With this in mind I hope your quest to bring down the Chinese government and right the "wrongs" that you perceive to have happened to you come to fruition. 

Take care. 

Sergeant 1633 Jeff Harris, Professional Standards Section, Vancouver Police Department


In late autumn ’07 both the Attorney General of British Columbia and Canada were formally asked to investigate.  The former’s immediate subordinate states on October 1, 2007:



Your e-mail dated September 27, 2007, and attachments, received by Allan Seckel, Deputy Attorney General, and David Morhart, Deputy Solicitor General, have been forwarded to me for response on their behalf. 


Staff in this ministry have reviewed the materials that you have provided and we have concluded that your allegations have no legal merit.  Therefore, we have decided not to investigate the matters described in your correspondence.  If you have reason to believe that someone has been involved in criminal activity, the proper course of action would be for you to report your allegations to the police.  If the police determine that an investigation is warranted, they will conduct one. 


I wish to advise you that neither the Deputy Attorney General or the Deputy Solicitor General will be responding further on this particular matter. 

Thank you for writing.


Elizabeth Argall, Acting Assistant Deputy Attorney General  

pc: The Honourable Gordon Campbell, David Morhart, Allan Seckel 


A review of the decision was requested of the B.C. Attorney General.  His response, dated December 3, 2007, was to sustain the position of his subordinate:



Thank you for your e-mail dated October 12, 2007, addressed to my Ministerial Assistant, Mr. Michael Harrison. I am responding on his behalf. I understand that you are requesting that I put in writing whether I support the position taken by Ms. Elizabeth Argall, Acting Assistant Deputy Attorney General, Legal Services Branch, in her e-mail of October 1, 2007, which responded to your e-mail of September 27, 2007.
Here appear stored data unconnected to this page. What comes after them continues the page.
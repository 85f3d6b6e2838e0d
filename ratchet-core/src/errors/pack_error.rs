//! Policy pack errors.

use super::error_code::{self, RatchetErrorCode};

/// Errors raised while resolving or loading a policy pack.
#[derive(Debug, thiserror::Error)]
pub enum PackError {
    #[error("Policy pack not found: {reference}")]
    NotFound { reference: String },

    #[error("Unknown builtin policy pack: {name}")]
    UnknownBuiltin { name: String },

    #[error("Policy pack {reference} could not be read: {message}")]
    Unreadable { reference: String, message: String },

    #[error("Policy pack {reference} is not valid: {message}")]
    Invalid { reference: String, message: String },
}

impl RatchetErrorCode for PackError {
    fn error_code(&self) -> &'static str {
        match self {
            Self::NotFound { .. } | Self::UnknownBuiltin { .. } => error_code::PACK_NOT_FOUND,
            Self::Unreadable { .. } | Self::Invalid { .. } => error_code::PACK_INVALID,
        }
    }
}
I note your allegations regarding the DND, the RCMP, CSIS, municipal police forces and others with respect to an alleged military alliance between the Government of Canada and the Government of the People's Republic of China. In her October 1 e-mail, Ms. Argall explained that ministry staff have reviewed your allegations and determined that they have no legal merit. I have faith in that determination. Therefore, we will not be investigating your allegations any further. As Ms. Argall also mentioned, you should report any allegations of criminal wrongdoing to the police with jurisdiction. I trust that this letter explains my position. I will not be corresponding further with you regarding this matter.
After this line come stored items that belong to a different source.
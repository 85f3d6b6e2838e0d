//! Output classification: turns raw check output into metric counts.
//!
//! Parsing is tool-specific and sits behind `MetricsClassifier`.

use regex::Regex;
use serde::{Deserialize, Serialize};

use ratchet_core::traits::CommandOutput;

use super::types::Metrics;

/// Output of the four core checks for one run.
#[derive(Debug, Clone, Default)]
pub struct CheckRuns {
    pub typecheck: CommandOutput,
    pub lint: CommandOutput,
    pub test: CommandOutput,
    pub build: CommandOutput,
}

impl CheckRuns {
    /// Combined output of every executed check, in execution order.
    pub fn combined_output(&self) -> String {
        [&self.typecheck, &self.lint, &self.test, &self.build]
            .iter()
            .map(|o| o.combined())
            .filter(|s| !s.is_empty())
            .collect::<Vec<_>>()
            .join("\n")
    }
}

/// Counts extracted from check output.
#[derive(Debug, Clone, Copy, Default, PartialEq, Eq, Serialize, Deserialize)]
pub struct OutputCounts {
    pub type_errors: u32,
    pub lint_violations: u32,
    pub tests_passed: u32,
    pub tests_failed: u32,
}

impl OutputCounts {
    /// Combine with coverage and exit codes into a full metrics snapshot.
    pub fn into_metrics(self, runs: &CheckRuns, coverage: f64) -> Metrics {
        Metrics {
            type_errors: self.type_errors,
            lint_violations: self.lint_violations,
            tests_passed: self.tests_passed,
            tests_failed: self.tests_failed,
            test_exit_code: runs.test.exit_code,
            coverage,
            build_exit_code: runs.build.exit_code,
        }
    }
}

/// Pluggable classification strategy.
pub trait MetricsClassifier: Send + Sync {
    fn classify(&self, runs: &CheckRuns) -> OutputCounts;
}

/// Default heuristics for TypeScript, ESLint, and Jest/Vitest/Mocha output.
///
/// A check that exits non-zero without any recognizable count is counted as
/// one error, so unrecognized failures still depress the score.
#[derive(Debug, Clone)]
pub struct RegexClassifier {
    pub type_error: String,
    pub lint_summary: String,
    pub lint_line: String,
    pub tests_line: String,
    pub passed: String,
    pub failed: String,
}

impl Default for RegexClassifier {
    fn default() -> Self {
        Self {
            type_error: r"error TS\d+".to_string(),
            lint_summary: r"(\d+) problems?".to_string(),
            lint_line: r"(?m)^\s*\d+:\d+\s+(?:error|warning)\s".to_string(),
            tests_line: r"(?m)^\s*Tests:?\s+(.*)$".to_string(),
            passed: r"(\d+) (?:passed|passing)".to_string(),
            failed: r"(\d+) (?:failed|failing)".to_string(),
        }
    }
}

impl RegexClassifier {
    fn compile(pattern: &str) -> Option<Regex> {
        match Regex::new(pattern) {
            Ok(re) => Some(re),
            Err(e) => {
                tracing::warn!(pattern, error = %e, "invalid classifier pattern, ignoring");
                None
            }
        }
    }

    fn count_matches(pattern: &str, text: &str) -> u32 {
        Self::compile(pattern).map_or(0, |re| re.find_iter(text).count() as u32)
    }

    fn sum_captures(re: &Regex, text: &str) -> u32 {
        re.captures_iter(text)
            .filter_map(|c| c.get(1)?.as_str().parse::<u32>().ok())
            .sum()
    }

    fn type_errors(&self, output: &CommandOutput) -> u32 {
        let found = Self::count_matches(&self.type_error, &output.combined());
        at_least_one_on_failure(found, output)
    }

    fn lint_violations(&self, output: &CommandOutput) -> u32 {
        let text = output.combined();
        let summary = Self::compile(&self.lint_summary)
            .and_then(|re| re.captures_iter(&text).last())
            .and_then(|c| c.get(1)?.as_str().parse::<u32>().ok());
        let found = match summary {
            Some(n) => n,
            None => Self::count_matches(&self.lint_line, &text),
        };
        at_least_one_on_failure(found, output)
    }

    fn tests(&self, output: &CommandOutput) -> (u32, u32) {
        let text = output.combined();
        let (Some(passed), Some(failed)) = (Self::compile(&self.passed), Self::compile(&self.failed))
        else {
            return (0, 0);
        };

        // Prefer the "Tests:" summary line so "Test Files" counts are not added in.
        let summary_lines: Vec<String> = Self::compile(&self.tests_line)
            .map(|re| {
                re.captures_iter(&text)
                    .filter_map(|c| c.get(1).map(|m| m.as_str().to_string()))
                    .collect()
            })
            .unwrap_or_default();

        if summary_lines.is_empty() {
            (
                Self::sum_captures(&passed, &text),
                Self::sum_captures(&failed, &text),
            )
        } else {
            summary_lines.iter().fold((0, 0), |(p, f), line| {
                (
                    p + Self::sum_captures(&passed, line),
                    f + Self::sum_captures(&failed, line),
                )
            })
        }
    }
}

fn at_least_one_on_failure(found: u32, output: &CommandOutput) -> u32 {
    if found == 0 && !output.success() {
        1
    } else {
        found
    }
}

impl MetricsClassifier for RegexClassifier {
    fn classify(&self, runs: &CheckRuns) -> OutputCounts {
        let (tests_passed, tests_failed) = self.tests(&runs.test);
        OutputCounts {
            type_errors: self.type_errors(&runs.typecheck),
            lint_violations: self.lint_violations(&runs.lint),
            tests_passed,
            tests_failed,
        }
    }
}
Wally Oppal, Attorney General and Minister Responsible for Multiculturalism


pc: The Honourable Gordon Campbell, The Honourable Michael de Jong, The Honourable John Les, Mr. Michael Harrison, Mr. David Morhart, Mr. Allan Seckel, Mr. Brian Sims


The response from the federal A.G. on November 5, 2007:



On behalf of the Honourable Rob Nicholson, Minister of Justice and Attorney General of Canada, I acknowledge receipt of your correspondence regarding various issues. Please be assured that your correspondence has been brought to the attention of the Minister and examined by appropriate departmental officials.  However, I must advise you that the Minister is unable to assist with these matters in any way.  

Thank you for writing.  

Yours sincerely, 

Maureen Murphy, Chief of Staff



In late 2007 and early 2008 law society disciplinary complaints were filed.  




Lawyers have been at the highest levels of the Canadian federal government for the last forty years, including prime ministers non-stop from 1968 to 2006.  It is therefore impossible for two centuries of nepotism and patronage driven corruption and thirty-five years of Chinese totalitarian principles, values, beliefs and loyalties not to have been injected into and become thoroughly engrained in the ideological fabric of the country’s legal profession, Attorneys General and courts.  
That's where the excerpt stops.